Do you happen to have some IP blocks, maybe?

Thanks,
Simon

Issues with wget authentication

Posted: Tue Jan 28, 2020 6:34 pm America/New_York
by OB.DAACx - SeanBailey
It is possible to get hit by a network block, but if you're seeing the error page, you're not (yet) blocked (hit it enough and you may get blocked).  More likely there is an issue with the request you're making.  Without seeing exactly what you're asking for, I can't say what that issue would be.

Sean

Issues with wget authentication

Posted: Tue Jan 28, 2020 7:54 pm America/New_York
by earthengine_urs
I'm able to repeat the request with the exact same headers without issues from my desktop, so I'm kinda stumped. Could you look in nginx's error logs to see if there are any details? The URL I tried was:

https://oceandata.sci.gsfc.nasa.gov/api/file_search?search=A2020014.L3m_DAY_CHL_chlor_a_4km.nc&format=json

BTW, is the information about file size.date exported to NASA CMR?

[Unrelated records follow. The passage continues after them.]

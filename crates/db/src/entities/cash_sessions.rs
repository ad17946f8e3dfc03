//! `SeaORM` Entity for cash_sessions table.

use sea_orm::entity::prelude::*;
use serde::{Deserialize, Serialize};

use super::sea_orm_active_enums::CashSessionStatus;

#[derive(Clone, Debug, PartialEq, DeriveEntityModel, Eq, Serialize, Deserialize)]
#[sea_orm(table_name = "cash_sessions")]
pub struct Model {
    #[sea_orm(primary_key)]
    pub id: i32,
    pub status: CashSessionStatus,
    #[sea_orm(column_type = "Decimal(Some((14, 2)))")]
    pub opening_amount: Decimal,
    pub opened_by: String,
    pub opened_at: DateTimeWithTimeZone,
    pub closed_at: Option<DateTimeWithTimeZone>,
    pub counted_by: Option<String>,
    pub notes: Option<String>,
    #[sea_orm(column_type = "Decimal(Some((14, 2)))", nullable)]
    pub system_sales_total: Option<Decimal>,
    #[sea_orm(column_type = "Decimal(Some((14, 2)))", nullable)]
    pub system_expenses_total: Option<Decimal>,
    #[sea_orm(column_type = "Decimal(Some((14, 2)))", nullable)]
    pub expected_cash: Option<Decimal>,
    #[sea_orm(column_type = "Decimal(Some((14, 2)))", nullable)]
    pub counted_cash: Option<Decimal>,
    #[sea_orm(column_type = "Decimal(Some((14, 2)))", nullable)]
    pub difference: Option<Decimal>,
}

#[derive(Copy, Clone, Debug, EnumIter, DeriveRelation)]
pub enum Relation {
    #[sea_orm(has_many = "super::cash_movements::Entity")]
    CashMovements,
    #[sea_orm(has_many = "super::cash_closing_counts::Entity")]
    CashClosingCounts,
}

impl Related<super::cash_movements::Entity> for Entity {
    fn to() -> RelationDef {
        Relation::CashMovements.def()
    }
}

impl Related<super::cash_closing_counts::Entity> for Entity {
    fn to() -> RelationDef {
        Relation::CashClosingCounts.def()
    }
}

impl ActiveModelBehavior for ActiveModel {}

Issues with wget authentication

Posted: Wed Jan 29, 2020 12:08 pm America/New_York
by OB.DAACx - SeanBailey
Simon,

Would your internal system be seen as crawl-????.googlebot.com?  If so, then yes, you're being denied access to our search API.

Yes, the information returned by the API for filesize, etc. should match the corresponding information we provide to CMR.

Sean

Issues with wget authentication

Posted: Wed Jan 29, 2020 12:13 pm America/New_York
by earthengine_urs
Sean,

Yes, crawl-????.googlebot.com sounds right. If it's impossible to unblock it, I'll try CMR.

Issues with wget authentication

Posted: Wed Jan 29, 2020 1:19 pm America/New_York
by gnwiii
GNU wget's bugzilla has a new take on the use of --auth-no-challenge=on, arguing that there is no real security advantage, that the extra request has low cost/benefit, and that curl already defaults to wget's --auth-no-challenge=on behaviour.   I expect such a change is more likely to appear in wget2.